$3 trillion. That’s how much the healthcare industry is worth. $6 billion. The number healthcare venture funding is expected to exceed by the end of 2017.
Over the last few years, we have seen great strides in the way many providers, payers and companies (small and large) deliver, access and think about healthcare. According to a recent Inc. article, most people see these healthcare advances coming from two sources: the government taking an active role to reshape business models, and startups using technology to challenge the status quo.
Scott, along with Susan Preston (Seattle Angel Fund), Mark Kraus (Keiretsu Forum) and moderator, George Aliphtiras (LeapFrog Innovations), led a panel centered around the topic“Convergence of Digital Health”.
The panelists shared information about how to maintain funding momentum, de-risking investment through product milestones and the importance of market analysis to product success.
Disruption Doesn’t Mean Big Money; Keep the Momentum Going
Seattle – a hot spot along the Cascadia Innovation Corridor – is quickly growing and attracting talent, support, and investment dollars in the medtech and life science industries. This rapid growth is enabling startups to bring technology out of academic institutions and into commercialization.
However, as important as these young, disruptive companies are to Seattle’s innovation ecosystem, it can be challenging for many of them to get enough funding from a single source (a problem that even those in Silicon Valley face).
For small companies struggling to get enough funding early on, the panelists urged the audience to think small if their strategy requires it.
“Play small ball, year after year, to keep your momentum going,” Thielman suggested. "Look to diversify your funding sources through networking, a family and friends round, crowdfunding, or by finding small, non-dilutive grants (like SBIR) to continue gaining ground," he suggested.
Speaking specifically of grants, Thielman also noted that they not only help keep your product going, but can provide validation of your approach and technology early on. This is a great way to de-risk further investment.
For anyone concerned about the dilutive effects of crowdfunding, Preston mentioned that Angels are generally accepting of a busier capitalization table than venture capital groups.
Krause from Kieretsu, however, did caution against taking too much money early on. “This is a good way to screw up in the early days,” he said, “it dilutes the value of your company.” It can be easy to yes in the early days to anyone who wants to invest but oftentimes, you won’t know how bad it has hurt your company until the next round of investment. Young companies need to court strategic investors who can guide them, as well as fund them.
Determine Your Product Milestones to De-Risk Investment
Generally, it’s not a good idea for entrepreneurs to take a ton of money upfront (even if it’s offered).

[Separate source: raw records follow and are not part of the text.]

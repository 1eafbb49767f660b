//! Content sources: where an extension's files come from.
//!
//! All paths handed to a [`ContentSource`] are relative to the extension
//! root. A directory that does not exist lists as empty; missing subtrees
//! such as `abstracts/` are normal for small extensions.

use std::collections::{BTreeMap, BTreeSet};
use std::fs;
use std::io;
use std::path::{Component, Path, PathBuf};

/// Read access to one extension's content tree.
pub trait ContentSource {
    /// Human-readable location, for logs and diagnostics.
    fn describe(&self) -> String;

    /// Files directly inside `dir`, as paths relative to the root, sorted.
    fn list_files(&self, dir: &Path) -> io::Result<Vec<PathBuf>>;

    /// Names of the immediate subdirectories of `dir`, sorted.
    fn list_folders(&self, dir: &Path) -> io::Result<Vec<String>>;

    /// Read a file's full text.
    fn read(&self, file: &Path) -> io::Result<String>;
}

// ===========================================================================
// Filesystem
// ===========================================================================

/// A content tree on disk.
#[derive(Debug, Clone)]
pub struct FsSource {
    root: PathBuf,
}

impl FsSource {
    pub fn new(root: impl Into<PathBuf>) -> Self {
        Self { root: root.into() }
    }

    pub fn root(&self) -> &Path {
        &self.root
    }

    fn entries(&self, dir: &Path) -> io::Result<Vec<fs::DirEntry>> {
        let full = self.root.join(dir);
        if !full.is_dir() {
            return Ok(Vec::new());
        }
        let mut entries = fs::read_dir(full)?.collect::<io::Result<Vec<_>>>()?;
        entries.sort_by_key(|e| e.file_name());
        Ok(entries)
    }
}

impl ContentSource for FsSource {
    fn describe(&self) -> String {
        self.root.display().to_string()
    }

    fn list_files(&self, dir: &Path) -> io::Result<Vec<PathBuf>> {
        let mut files = Vec::new();
        for entry in self.entries(dir)? {
            if entry.file_type()?.is_file() {
                files.push(dir.join(entry.file_name()));
            }
        }
        Ok(files)
    }

    fn list_folders(&self, dir: &Path) -> io::Result<Vec<String>> {
        let mut folders = Vec::new();
        for entry in self.entries(dir)? {
            if entry.file_type()?.is_dir() {
                folders.push(entry.file_name().to_string_lossy().into_owned());
            }
        }
        Ok(folders)
    }

    fn read(&self, file: &Path) -> io::Result<String> {
        fs::read_to_string(self.root.join(file))
    }
}

// ===========================================================================
// In-memory
// ===========================================================================

/// A content tree held in memory, keyed by relative path.
#[derive(Debug, Clone, Default)]
pub struct MemorySource {
    name: String,
    files: BTreeMap<PathBuf, String>,
}

impl MemorySource {
    pub fn new(name: impl Into<String>) -> Self {
        Self {
            name: name.into(),
            files: BTreeMap::new(),
        }
    }

    pub fn with_file(mut self, path: impl AsRef<Path>, content: impl Into<String>) -> Self {
        self.insert(path, content);
        self
    }

    pub fn insert(&mut self, path: impl AsRef<Path>, content: impl Into<String>) {
        self.files.insert(normalize(path.as_ref()), content.into());
    }
}

/// Drop `.` components so `./a.ron` and `a.ron` are the same key.
fn normalize(path: &Path) -> PathBuf {
    path.components()
        .filter(|c| !matches!(c, Component::CurDir))
        .collect()
}

impl ContentSource for MemorySource {
    fn describe(&self) -> String {
        format!("memory:{}", self.name)
    }

    fn list_files(&self, dir: &Path) -> io::Result<Vec<PathBuf>> {
        let dir = normalize(dir);
        Ok(self
            .files
            .keys()
            .filter(|path| path.parent() == Some(dir.as_path()))
            .cloned()
            .collect())
    }

    fn list_folders(&self, dir: &Path) -> io::Result<Vec<String>> {
        let dir = normalize(dir);
        let folders: BTreeSet<String> = self
            .files
            .keys()
            .filter_map(|path| path.strip_prefix(&dir).ok())
            .filter_map(|rest| {
                let mut components = rest.components();
                let first = components.next()?;
                // Only paths with at least one more component live in a folder.
                components.next()?;
                Some(first.as_os_str().to_string_lossy().into_owned())
            })
            .collect();
        Ok(folders.into_iter().collect())
    }

    fn read(&self, file: &Path) -> io::Result<String> {
        self.files.get(&normalize(file)).cloned().ok_or_else(|| {
            io::Error::new(
                io::ErrorKind::NotFound,
                format!("{} not found in {}", file.display(), self.describe()),
            )
        })
    }
}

When looking to raise capital, focus on the amount of money you need for the next 12-18 months at most. Also, a lot of money in the pocket is not spent effectively and can dilute the value of your company prematurely, leaving no room for additional rounds.

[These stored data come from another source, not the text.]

use crate::abstracts::AbstractIndex;
use crate::class::{ClassRef, ClassRegistry, Entity};
use crate::error::ResolveError;
use crate::extension::RawInstance;
use crate::id::EntityKey;
use crate::value::{ABSTRACT_FIELD, CLASS_FIELD, DataMap, KindMap, Value, optional_str, overlay};

/// Kind used for an instance's own entry.
pub const INSTANCE_KIND: &str = "instance";

/// Kind used for exits.
pub const EXIT_KIND: &str = "exits";

// ===========================================================================
// Resolved types
// ===========================================================================

/// A definition after abstract merging and class binding.
#[derive(Debug, Clone)]
pub struct ResolvedDefinition {
    pub key: EntityKey,
    pub class: ClassRef,
    /// Merged fields, without the reserved `abstract` and `class` fields.
    pub fields: DataMap,
}

impl ResolvedDefinition {
    pub fn class_path(&self) -> &str {
        self.class.path()
    }

    pub fn get(&self, field: &str) -> Option<&Value> {
        self.fields.get(field)
    }

    /// Build the live object through the bound class.
    pub fn instantiate(&self) -> Entity {
        self.class.instantiate(&self.key, &self.fields)
    }
}

impl PartialEq for ResolvedDefinition {
    fn eq(&self, other: &Self) -> bool {
        self.key == other.key
            && self.class.path() == other.class.path()
            && self.fields == other.fields
    }
}

/// A room together with its exits, keyed by destination.
#[derive(Debug, Clone, PartialEq)]
pub struct RoomDefinition {
    pub definition: ResolvedDefinition,
    /// Always present; empty when the room declares no exits.
    pub exits: BTreeMap<String, ResolvedDefinition>,
}

/// One fully assembled instance folder.
#[derive(Debug, Clone, PartialEq)]
pub struct InstanceDefinition {
    pub extension: String,
    pub name: String,
    pub instance: ResolvedDefinition,
    pub areas: KindMap<ResolvedDefinition>,
    pub rooms: KindMap<RoomDefinition>,
    pub gateways: KindMap<ResolvedDefinition>,
}

impl InstanceDefinition {
    pub fn room(&self, kind: &str, key: &str) -> Option<&RoomDefinition> {
        self.rooms.get(kind)?.get(key)
    }

    /// Find a room by `kind/key`, or by bare key across all room kinds
    /// (first match in kind order).
    pub fn find_room(&self, reference: &str) -> Option<&RoomDefinition> {
        match reference.split_once('/') {
            Some((kind, key)) => self.room(kind, key),
            None => self.rooms.values().find_map(|rooms| rooms.get(reference)),
        }
    }

    pub fn rooms(&self) -> impl Iterator<Item = &RoomDefinition> {
        self.rooms.values().flat_map(BTreeMap::values)
    }

    pub fn room_count(&self) -> usize {
        self.rooms.values().map(BTreeMap::len).sum()
    }

    pub fn exit_count(&self) -> usize {
        self.rooms().map(|room| room.exits.len()).sum()
    }
}

// ===========================================================================
// Assembly
// ===========================================================================

/// Merge one raw entry against its declared abstract and bind its class.
///
/// The `abstract` reference resolves relative to `key`'s extension and kind;
/// the class default is looked up by `key.kind`.
pub fn resolve_definition(
    key: EntityKey,
    raw: &DataMap,
    abstracts: &AbstractIndex,
    registry: &mut ClassRegistry<'_>,
) -> Result<ResolvedDefinition, ResolveError> {
    let mut fields = match optional_str(raw, ABSTRACT_FIELD, &key)? {
        Some(reference) => abstracts.get_relative(reference, &key)?.clone(),
        None => DataMap::new(),
    };
    overlay(&mut fields, raw);
    fields.remove(ABSTRACT_FIELD);

    let class_path = optional_str(&fields, CLASS_FIELD, &key)?.map(str::to_string);
    fields.remove(CLASS_FIELD);
    let class = registry.get_class(&key.kind, class_path.as_deref(), &key)?;

    Ok(ResolvedDefinition { key, class, fields })
}

/// Resolve every entry of a kind -> key -> fields map.
pub fn resolve_kind_map(
    extension: &str,
    raw: &KindMap<DataMap>,
    abstracts: &AbstractIndex,
    registry: &mut ClassRegistry<'_>,
) -> Result<KindMap<ResolvedDefinition>, ResolveError> {
    let mut out = KindMap::new();
    for (kind, entries) in raw {
        let resolved = out.entry(kind.clone()).or_insert_with(BTreeMap::new);
        for (key, fields) in entries {
            let key_id = EntityKey::new(extension, kind, key);
            let definition = resolve_definition(key_id, fields, abstracts, registry)?;
            resolved.insert(key.clone(), definition);
        }
    }
    Ok(out)
}

/// Build one [`InstanceDefinition`] from a scanned instance folder.
///
/// Failures on entries inside the instance are wrapped in
/// [`ResolveError::InInstance`], naming the owning room for exits.
pub fn assemble_instance(
    extension: &str,
    name: &str,
    raw: &RawInstance,
    abstracts: &AbstractIndex,
    registry: &mut ClassRegistry<'_>,
) -> Result<InstanceDefinition, ResolveError> {
    let in_instance = |e: ResolveError| e.in_instance(extension, name, None);

    let instance = resolve_definition(
        EntityKey::new(extension, INSTANCE_KIND, name),
        &raw.fields,
        abstracts,
        registry,
    )
    .map_err(in_instance)?;
    let areas = resolve_kind_map(extension, &raw.areas, abstracts, registry).map_err(in_instance)?;
    let gateways =
        resolve_kind_map(extension, &raw.gateways, abstracts, registry).map_err(in_instance)?;
    let resolved_rooms =
        resolve_kind_map(extension, &raw.rooms, abstracts, registry).map_err(in_instance)?;

    let mut rooms: KindMap<RoomDefinition> = resolved_rooms
        .into_iter()
        .map(|(kind, entries)| {
            let entries = entries
                .into_iter()
                .map(|(key, definition)| {
                    let room = RoomDefinition {
                        definition,
                        exits: BTreeMap::new(),
                    };
                    (key, room)
                })
                .collect();
            (kind, entries)
        })
        .collect();

    for (room_kind, by_room) in &raw.exits {
        for (room_key, by_destination) in by_room {
            let room = rooms
                .get_mut(room_kind)
                .and_then(|entries| entries.get_mut(room_key))
                .ok_or_else(|| ResolveError::UnknownRoom {
                    extension: extension.to_string(),
                    instance: name.to_string(),
                    room_kind: room_kind.clone(),
                    room: room_key.clone(),
                })?;
            for (destination, fields) in by_destination {
                let exit = resolve_definition(
                    EntityKey::new(extension, EXIT_KIND, destination),
                    fields,
                    abstracts,
                    registry,
                )
                .map_err(|e| {
                    e.in_instance(extension, name, Some(format!("{room_kind}/{room_key}")))
                })?;
                room.exits.insert(destination.clone(), exit);
            }
        }
    }

    Ok(InstanceDefinition {
        extension: extension.to_string(),
        name: name.to_string(),
        instance,
        areas,
        rooms,
        gateways,
    })
}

However, while the focus may be on raising money, it is important to note that the amount isn’t as important as the milestones you want to accomplish in each phase of the product life cycle.
As an investor, one of the biggest red flags in a startup is not knowing how they are going to grow their company.

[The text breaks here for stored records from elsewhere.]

use std::fmt;

use serde::{Deserialize, Serialize};

/// Fully-qualified identity of a definition: `(extension, kind, key)`.
///
/// Ordered lexicographically by extension, then kind, then key. All
/// resolution passes iterate in this order.
#[derive(Debug, Clone, PartialEq, Eq, PartialOrd, Ord, Hash, Serialize, Deserialize)]
pub struct EntityKey {
    pub extension: String,
    pub kind: String,
    pub key: String,
}

impl EntityKey {
    pub fn new(
        extension: impl Into<String>,
        kind: impl Into<String>,
        key: impl Into<String>,
    ) -> Self {
        Self {
            extension: extension.into(),
            kind: kind.into(),
            key: key.into(),
        }
    }
}

impl fmt::Display for EntityKey {
    fn fmt(&self, f: &mut fmt::Formatter<'_>) -> fmt::Result {
        write!(f, "{}/{}/{}", self.extension, self.kind, self.key)
    }
}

The number one reason most startup companies fail is due to bad market timing. By focusing on product milestones, rather than just a vague timeline based on budget, you de-risk your product and in doing so, better protect your investors.
When creating a timeline of your product milestones, consider these questions:
- Do you have a plan for how you are going to develop your business?
- How will the business be successful?
- What are your milestones (to show progress)?
- How are you going to develop your product?
- Have you identified the specific investors (or at least the qualities of one) that you want to work with?
Investors want to see that you are thinking about risk and what your plan is for mitigation.
Early Market Analysis and Product Validation
When looking to invest in a company or product, there are three things investors will analyze – the market, the product team and the technology.
As a startup, you need to show your investors the market pain point and prove how your product provides a solution to that problem in a way that is easily used and understood. Regulatory approvals and insurance reimbursement may be hurdles that must be overcome to have an impact on that particular pain point.
Investors will want to evaluate all of these aspects. Successful startups look for efficient ways to validate their market and their path to market to help answer these investment concerns.